Now Denis Johnson has gotten the B. R. Myers treatment in The Atlantic: "A Bright Shining Lie." In case you don't know, Myers is the author of A Reader's Manifesto, based on an essay published in The Atlantic, a piece of old-fashioned, accessible literary criticism that takes to task some of our most celebrated current authors for not writing in plain English. Myers points out what the common man has always suspected: the literary fiction is pretty much bunk, a kind of confidence game played with language. The emperor has been naked for a long time, and finally someone's had the courage to say so.
Or, to put it another way, Myers does to modern fiction what Twain did to Fenimore Cooper. I'm just not convinced that the stylistic crimes in the former case always rise to the level of the latter.
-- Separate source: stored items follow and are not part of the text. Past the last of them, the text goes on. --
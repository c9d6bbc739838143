use std::fs;
use std::io::Write;
use std::path::{Path, PathBuf};

use tempfile::NamedTempFile;
use thiserror::Error;

#[derive(Debug, Error)]
pub enum SinkError {
    #[error("Failed to create output directory: {path}")]
    CreateDir {
        path: PathBuf,
        #[source]
        source: std::io::Error,
    },

    #[error("Failed to write output file: {path}")]
    Write {
        path: PathBuf,
        #[source]
        source: std::io::Error,
    },
}

/// Destination of processed frames.
pub trait OutputSink {
    /// Whether an output with this name already exists.
    fn contains(&self, name: &str) -> bool;

    /// Store `bytes` under `name`, returning where it ended up.
    fn write(&self, name: &str, bytes: &[u8]) -> Result<PathBuf, SinkError>;
}

/// Writes outputs as files in a single directory.
///
/// Files are staged in a temporary file next to the target and renamed into
/// place, so an interrupted write never leaves a file under the final name.
#[derive(Debug, Clone)]
pub struct DirectorySink {
    dir: PathBuf,
}

impl DirectorySink {
    /// Open `dir`, creating it if absent.
    pub fn create(dir: impl Into<PathBuf>) -> Result<Self, SinkError> {
        let dir = dir.into();
        fs::create_dir_all(&dir).map_err(|source| SinkError::CreateDir {
            path: dir.clone(),
            source,
        })?;
        Ok(Self { dir })
    }

    pub fn dir(&self) -> &Path {
        &self.dir
    }

    pub fn path_for(&self, name: &str) -> PathBuf {
        self.dir.join(name)
    }
}

impl OutputSink for DirectorySink {
    fn contains(&self, name: &str) -> bool {
        self.path_for(name).is_file()
    }

    fn write(&self, name: &str, bytes: &[u8]) -> Result<PathBuf, SinkError> {
        let path = self.path_for(name);
        let write_err = |source| SinkError::Write {
            path: path.clone(),
            source,
        };
        let mut staged = NamedTempFile::new_in(&self.dir).map_err(write_err)?;
        staged.write_all(bytes).map_err(write_err)?;
        staged.persist(&path).map_err(|e| write_err(e.error))?;
        Ok(path)
    }
}

#[cfg(test)]
mod tests {
    use super::*;
    use tempfile::tempdir;

    #[test]
    fn create_makes_nested_directory() {
        let dir = tempdir().unwrap();
        let out = dir.path().join("output_sprites/nested");
        let sink = DirectorySink::create(&out).unwrap();
        assert!(sink.dir().is_dir());
    }

    #[test]
    fn write_then_contains() {
        let dir = tempdir().unwrap();
        let sink = DirectorySink::create(dir.path()).unwrap();
        assert!(!sink.contains("a-b.png"));

        let path = sink.write("a-b.png", b"frame").unwrap();
        assert_eq!(path, dir.path().join("a-b.png"));
        assert!(sink.contains("a-b.png"));
        assert_eq!(fs::read(&path).unwrap(), b"frame");
    }

    #[test]
    fn write_leaves_no_staging_files() {
        let dir = tempdir().unwrap();
        let sink = DirectorySink::create(dir.path()).unwrap();
        sink.write("x.png", b"1").unwrap();
        sink.write("x.png", b"2").unwrap();

        let names: Vec<_> = fs::read_dir(dir.path())
            .unwrap()
            .map(|e| e.unwrap().file_name())
            .collect();
        assert_eq!(names, vec!["x.png"]);
        assert_eq!(fs::read(dir.path().join("x.png")).unwrap(), b"2");
    }
}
Myers always makes sense to me within the context of his own writing. When he skewers the pretensions of the great and those with aspirations greatward, I'm invariably delighted. If I go back to the original text, though, I'm not so convinced. I can't help feeling that, to bolster the argument, he has to pretend as if intelligible passages really aren't. He seems to think that any use of language that is unusual, that strays from dictionary definitions, is so imprecise as to be incomprehensible. Still, he has a point. Artistic pretensions are bolstered by people afraid to admit they don't "get" it, and the result is often praise of what ought rather to be censured. I find myself agreeing with him in principle but not on particulars.
There's no doubt, though, that Myers is doing what a critic should -- spelling out what a good novel should be and skewering anything that doesn't fit. I don't always agree with him, but like John Aldridge's Talents and Technicians, I think he's required reading for those of us who want to speak to an audience wider than that of our fellow writers.